Error: "Permission denied" when writing files¶
Problem: No write permissions to output directory.
Solution:
-
Check permissions:
-
Fix permissions:
-
Or create directory:
Error: "Database is locked" (DuckDB)¶
Problem: Multiple processes trying to write to DuckDB at once.
Solution:
In honey-duck, output assets have deps=["other_output"] to enforce ordering:
@dg.asset(
deps=["artworks_output"], # ← Wait for artworks_output first
)
def sales_output(context, sales_transform: pl.DataFrame):
# Won't run until artworks_output completes
pass
Why: DuckDB only allows one writer at a time.
Getting More Help¶
Enable Debug Logging¶
# Set log level
export DAGSTER_CLI_LOG_LEVEL=DEBUG
uv run dg dev
# Or in code
@dg.asset
def my_asset(context):
context.log.set_level(logging.DEBUG)
context.log.debug("Detailed debug info")
Check Dagster Logs¶
# View recent run logs
uv run dagster run logs <run_id>
# Server logs when running dg dev
# → Check terminal output
Validate Your Code¶
# Check Python syntax
uv run python -m py_compile src/honey_duck/defs/polars/my_assets.py
# Check imports
uv run python -c "from honey_duck.defs.definitions import defs"
# Run tests
uv run pytest -xvs
Still Stuck?¶
- Check Dagster Docs: https://docs.dagster.io
- Check honey-duck docs: Getting Started
- View example implementations:
src/honey_duck/defs/polars/assets.py - Read error messages carefully: They often include helpful suggestions!

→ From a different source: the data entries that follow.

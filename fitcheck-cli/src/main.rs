//! FitCheck CLI - electrical product compatibility checks from the command line.

use anyhow::Context;
use clap::{Args, Parser, Subcommand, ValueEnum};
use fitcheck::{
    CheckKind, CheckOptions, CheckReport, EnclosureRating, FitCheckCore, ParsedSpecs, ProductType,
    SizingResult, SpecPatch,
};
use std::io::Read;
use std::path::{Path, PathBuf};
use std::process;
use tracing_subscriber::EnvFilter;

#[derive(Parser)]
#[command(name = "fitcheck")]
#[command(about = "Heuristic compatibility checks for electrical products", long_about = None)]
#[command(version)]
struct Cli {
    /// External rule table (JSON); the embedded table is used otherwise
    #[arg(long = "rules", global = true, env = "FITCHECK_RULES", value_name = "PATH")]
    rules_path: Option<PathBuf>,

    /// Fail instead of falling back when the rule table cannot be loaded
    #[arg(long, global = true)]
    strict_rules: bool,

    /// Debug logging on stderr; `rules` also shows families and ratings
    #[arg(short, long, global = true)]
    verbose: bool,

    #[command(subcommand)]
    command: Commands,
}

#[derive(Subcommand)]
enum Commands {
    /// Extract structured specs from product text
    Extract {
        #[command(flatten)]
        input: InputArgs,

        /// Override an extracted field (field=value, repeatable)
        #[arg(long = "set", value_name = "FIELD=VALUE")]
        set: Vec<String>,

        /// Output format
        #[arg(short, long, value_enum, default_value = "human")]
        format: OutputFormat,
    },

    /// Check two products against each other
    Pair {
        /// Text of product A
        #[arg(long, value_name = "TEXT", required_unless_present = "a_file", conflicts_with = "a_file")]
        a: Option<String>,

        /// Read product A from a file
        #[arg(long, value_name = "PATH")]
        a_file: Option<PathBuf>,

        /// Text of product B
        #[arg(long, value_name = "TEXT", required_unless_present = "b_file", conflicts_with = "b_file")]
        b: Option<String>,

        /// Read product B from a file
        #[arg(long, value_name = "PATH")]
        b_file: Option<PathBuf>,

        /// Override a field of A (field=value, repeatable)
        #[arg(long, value_name = "FIELD=VALUE")]
        set_a: Vec<String>,

        /// Override a field of B (field=value, repeatable)
        #[arg(long, value_name = "FIELD=VALUE")]
        set_b: Vec<String>,

        /// Which check to run; forced checks take A as the panel/plug side
        #[arg(long, value_enum, default_value = "auto")]
        check: CheckSelector,

        /// Also check A's enclosure against this NEMA rating (1, 3R, 4, 4X)
        #[arg(long, value_name = "RATING", value_parser = parse_rating)]
        require: Option<EnclosureRating>,

        /// Output format
        #[arg(short, long, value_enum, default_value = "human")]
        format: OutputFormat,

        /// Exit with code 1 if any verdict is incompatible
        #[arg(long)]
        fail_on_incompatible: bool,
    },

    /// Check a product's NEMA enclosure rating against an environment
    Enclosure {
        #[command(flatten)]
        input: InputArgs,

        /// Required NEMA rating (1, 3R, 4, 4X)
        #[arg(long, value_name = "RATING", value_parser = parse_rating)]
        require: EnclosureRating,

        /// Override an extracted field (field=value, repeatable)
        #[arg(long = "set", value_name = "FIELD=VALUE")]
        set: Vec<String>,

        /// Output format
        #[arg(short, long, value_enum, default_value = "human")]
        format: OutputFormat,
    },

    /// Size the branch breaker for an EV charger
    EvSize {
        /// Charger continuous output in amps
        #[arg(value_name = "AMPS", value_parser = clap::value_parser!(u32).range(1..=100))]
        amps: u32,

        /// Output format
        #[arg(short, long, value_enum, default_value = "human")]
        format: OutputFormat,
    },

    /// List brands, series, and plug configurations in the rule table
    Rules,
}

/// Product text from an argument, a file, or stdin
#[derive(Args)]
struct InputArgs {
    /// Product text; read from stdin when neither TEXT nor --file is given
    #[arg(value_name = "TEXT", conflicts_with = "file")]
    text: Option<String>,

    /// Read product text from a file
    #[arg(long, value_name = "PATH")]
    file: Option<PathBuf>,
}

#[derive(Clone, ValueEnum)]
enum OutputFormat {
    /// Human-readable output
    Human,
    /// JSON output
    Json,
}

#[derive(Clone, Copy, ValueEnum)]
enum CheckSelector {
    /// Pick the check from the detected product types
    Auto,
    PanelBreaker,
    PlugReceptacle,
}

fn main() {
    let cli = Cli::parse();
    init_tracing(cli.verbose);

    let exit_code = match run(cli) {
        Ok(code) => code,
        Err(e) => {
            eprintln!("Error: {:#}", e);
            1
        }
    };

    process::exit(exit_code);
}

fn init_tracing(verbose: bool) {
    let default_level = if verbose { "debug" } else { "warn" };
    let filter =
        EnvFilter::try_from_default_env().unwrap_or_else(|_| EnvFilter::new(default_level));

    // stderr keeps JSON on stdout parseable
    tracing_subscriber::fmt()
        .with_env_filter(filter)
        .with_writer(std::io::stderr)
        .init();
}

fn run(cli: Cli) -> anyhow::Result<i32> {
    let options = CheckOptions {
        rules_path: cli.rules_path,
        strict_rules: cli.strict_rules,
    };
    let core = FitCheckCore::from_options(&options).context("Failed to load rule table")?;

    match cli.command {
        Commands::Extract { input, set, format } => handle_extract(&core, input, &set, &format),
        Commands::Pair {
            a,
            a_file,
            b,
            b_file,
            set_a,
            set_b,
            check,
            require,
            format,
            fail_on_incompatible,
        } => {
            let a = extract_with(&core, &read_input(a, a_file.as_deref())?, &set_a)?;
            let b = extract_with(&core, &read_input(b, b_file.as_deref())?, &set_b)?;
            let code = handle_pair(&core, &a, &b, check, require, &format)?;
            Ok(if fail_on_incompatible { code } else { 0 })
        }
        Commands::Enclosure {
            input,
            require,
            set,
            format,
        } => handle_enclosure(&core, input, require, &set, &format),
        Commands::EvSize { amps, format } => handle_ev_size(&core, amps, &format),
        Commands::Rules => {
            handle_rules(&core, cli.verbose);
            Ok(0)
        }
    }
}

fn parse_rating(s: &str) -> Result<EnclosureRating, String> {
    EnclosureRating::parse(s).ok_or_else(|| {
        let known: Vec<&str> = EnclosureRating::HIERARCHY.iter().map(|r| r.as_str()).collect();
        format!("unknown NEMA rating {:?} (expected one of {})", s, known.join(", "))
    })
}

fn read_input(text: Option<String>, file: Option<&Path>) -> anyhow::Result<String> {
    if let Some(text) = text {
        return Ok(text);
    }
    if let Some(path) = file {
        return std::fs::read_to_string(path)
            .with_context(|| format!("Failed to read {}", path.display()));
    }

    let mut buffer = String::new();
    std::io::stdin()
        .read_to_string(&mut buffer)
        .context("Failed to read product text from stdin")?;
    Ok(buffer)
}

fn extract_with(core: &FitCheckCore, text: &str, set: &[String]) -> anyhow::Result<ParsedSpecs> {
    let specs = core.extract(text);
    let patch = SpecPatch::from_assignments(set)?;
    if patch.is_empty() {
        return Ok(specs);
    }
    Ok(specs.apply(&patch)?)
}

fn handle_extract(
    core: &FitCheckCore,
    input: InputArgs,
    set: &[String],
    format: &OutputFormat,
) -> anyhow::Result<i32> {
    let text = read_input(input.text, input.file.as_deref())?;
    let specs = extract_with(core, &text, set)?;

    match format {
        OutputFormat::Human => {
            print_specs("Extracted specs", &specs);
            print_disclaimer(core);
        }
        OutputFormat::Json => println!("{}", serde_json::to_string_pretty(&specs)?),
    }
    Ok(0)
}

/// Returns 1 when any verdict is incompatible
fn handle_pair(
    core: &FitCheckCore,
    a: &ParsedSpecs,
    b: &ParsedSpecs,
    check: CheckSelector,
    require: Option<EnclosureRating>,
    format: &OutputFormat,
) -> anyhow::Result<i32> {
    let report = match check {
        CheckSelector::Auto => core.check_pair(a, b),
        CheckSelector::PanelBreaker => core.check_pair_as(CheckKind::PanelBreaker, a, b),
        CheckSelector::PlugReceptacle => core.check_pair_as(CheckKind::PlugReceptacle, a, b),
    };
    let enclosure = require.map(|rating| core.check_enclosure(a, rating.as_str()));

    match format {
        OutputFormat::Human => {
            print_specs("Product A", a);
            println!();
            print_specs("Product B", b);

            match &report {
                Some(report) => {
                    print_report(report);
                    if report.kind == CheckKind::PanelBreaker && report.result.compatible {
                        print_accepted_families(core, a, b);
                    }
                }
                None => println!(
                    "\nNo pair check applies to {} + {}.",
                    a.product_type, b.product_type
                ),
            }
            if let Some(enclosure) = &enclosure {
                print_report(enclosure);
            }
            print_disclaimer(core);
        }
        OutputFormat::Json => {
            let output = serde_json::json!({
                "a": a,
                "b": b,
                "check": report,
                "enclosure": enclosure,
            });
            println!("{}", serde_json::to_string_pretty(&output)?);
        }
    }

    let incompatible = report
        .iter()
        .chain(enclosure.iter())
        .any(|r| !r.result.compatible);
    Ok(i32::from(incompatible))
}

fn handle_enclosure(
    core: &FitCheckCore,
    input: InputArgs,
    require: EnclosureRating,
    set: &[String],
    format: &OutputFormat,
) -> anyhow::Result<i32> {
    let text = read_input(input.text, input.file.as_deref())?;
    let specs = extract_with(core, &text, set)?;
    let report = core.check_enclosure(&specs, require.as_str());

    match format {
        OutputFormat::Human => {
            print_specs("Product", &specs);
            print_report(&report);
            print_disclaimer(core);
        }
        OutputFormat::Json => println!("{}", serde_json::to_string_pretty(&report)?),
    }
    Ok(0)
}

fn handle_ev_size(core: &FitCheckCore, amps: u32, format: &OutputFormat) -> anyhow::Result<i32> {
    let sizing = core.size_evse(amps);

    match format {
        OutputFormat::Human => {
            print_sizing(&sizing);
            print_disclaimer(core);
        }
        OutputFormat::Json => println!("{}", serde_json::to_string_pretty(&sizing)?),
    }
    Ok(0)
}

fn handle_rules(core: &FitCheckCore, verbose: bool) {
    let rules = core.rules();
    println!("Brands (detection priority order):\n");

    for (brand, brand_rules) in &rules.brands {
        println!("  {}", brand);
        for (series, series_rules) in &brand_rules.series {
            if verbose {
                println!("    {:<10} {}", series, series_rules.breaker_families.join(", "));
            } else {
                println!("    {}", series);
            }
        }
    }

    println!("\nPlug/receptacle configurations:\n");
    for (config, rating) in &rules.plug_receptacle {
        if verbose {
            println!("  {:<12} {} / {}A", config, rating.voltage, rating.amps);
        } else {
            println!("  {}", config);
        }
    }

    if verbose {
        println!("\nPair checks:");
        for rule in core.engine().rules() {
            println!("  {:<16} {}", rule.id(), rule.name());
            println!("    {}", rule.description());
        }
        if !rules.ev_note().is_empty() {
            println!("\nEV charger note:\n  {}", rules.ev_note());
        }
        if !rules.routes.is_empty() {
            println!("\nRoutes:");
            for (category, url) in &rules.routes {
                println!("  {:<12} {}", category, url);
            }
        }
    }
}

fn or_dash(value: &str) -> &str {
    if value.is_empty() {
        "-"
    } else {
        value
    }
}

fn print_specs(title: &str, specs: &ParsedSpecs) {
    let amps = specs.amps.map(|a| format!("{}A", a));
    let poles = specs.poles.map(|p| p.to_string());

    println!("{}:", title);
    println!("  Type:       {}", specs.product_type);
    println!("  Brand:      {}", or_dash(&specs.brand));
    println!("  Series:     {}", or_dash(&specs.series));
    println!("  Model:      {}", or_dash(&specs.model));
    println!("  Voltage:    {}", or_dash(&specs.voltage));
    println!("  Phase:      {}", or_dash(specs.phase.as_str()));
    println!("  Amps:       {}", amps.as_deref().unwrap_or("-"));
    println!("  Poles:      {}", poles.as_deref().unwrap_or("-"));
    println!("  NEMA encl.: {}", or_dash(&specs.nema_enclosure));
    println!("  Plug cfg:   {}", or_dash(&specs.plug_config));
}

fn print_report(report: &CheckReport) {
    let verdict = if report.result.compatible {
        "likely compatible"
    } else {
        "likely NOT compatible"
    };
    println!("\n{}: {}", report.kind.title(), verdict);

    if !report.result.reasons.is_empty() {
        println!("  Reasons:");
        for reason in &report.result.reasons {
            println!("    - {}", reason);
        }
    }
    if !report.result.suggestions.is_empty() {
        println!("  Suggestions:");
        for suggestion in &report.result.suggestions {
            println!("    - {}", suggestion);
        }
    }
}

fn print_accepted_families(core: &FitCheckCore, a: &ParsedSpecs, b: &ParsedSpecs) {
    let panel = if a.product_type == ProductType::Panel { a } else { b };
    let families = core.rules().breaker_families(&panel.brand, &panel.series);
    if !families.is_empty() {
        println!(
            "  Accepted breaker families for {} {}: {}",
            panel.brand,
            panel.series,
            families.join(", ")
        );
    }
}

fn print_sizing(sizing: &SizingResult) {
    println!("EV charger output:   {}A", sizing.evse_output_amps);
    println!("Continuous target:   {}A (125%)", sizing.target_amps);
    match sizing.recommended_breaker {
        Some(size) => println!("Recommended breaker: {}A", size),
        None => println!("Recommended breaker: no standard size covers this load"),
    }
    if !sizing.note.is_empty() {
        println!("\n{}", sizing.note);
    }
}

fn print_disclaimer(core: &FitCheckCore) {
    let disclaimer = &core.rules().disclaimer;
    if !disclaimer.is_empty() {
        println!("\n{}", disclaimer);
    }
}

Common Error Message Patterns¶
Pattern 1: "Expected X, got Y"¶
→ Type mismatch: Check return type annotations
Pattern 2: "Asset 'X' not found"¶
→ Typo or missing import: Check asset name spelling
Pattern 3: "Table/Column 'X' not found"¶
→ Data validation error: Use helper functions for auto-validation
Pattern 4: "Failed to load"¶
→ Missing materialization: Materialize upstream assets first
Pattern 5: "Circular dependency"¶
→ Design issue: Refactor to break the cycle
Pro Tip: Most errors have helpful messages. Read them carefully -- they often tell you exactly what's wrong.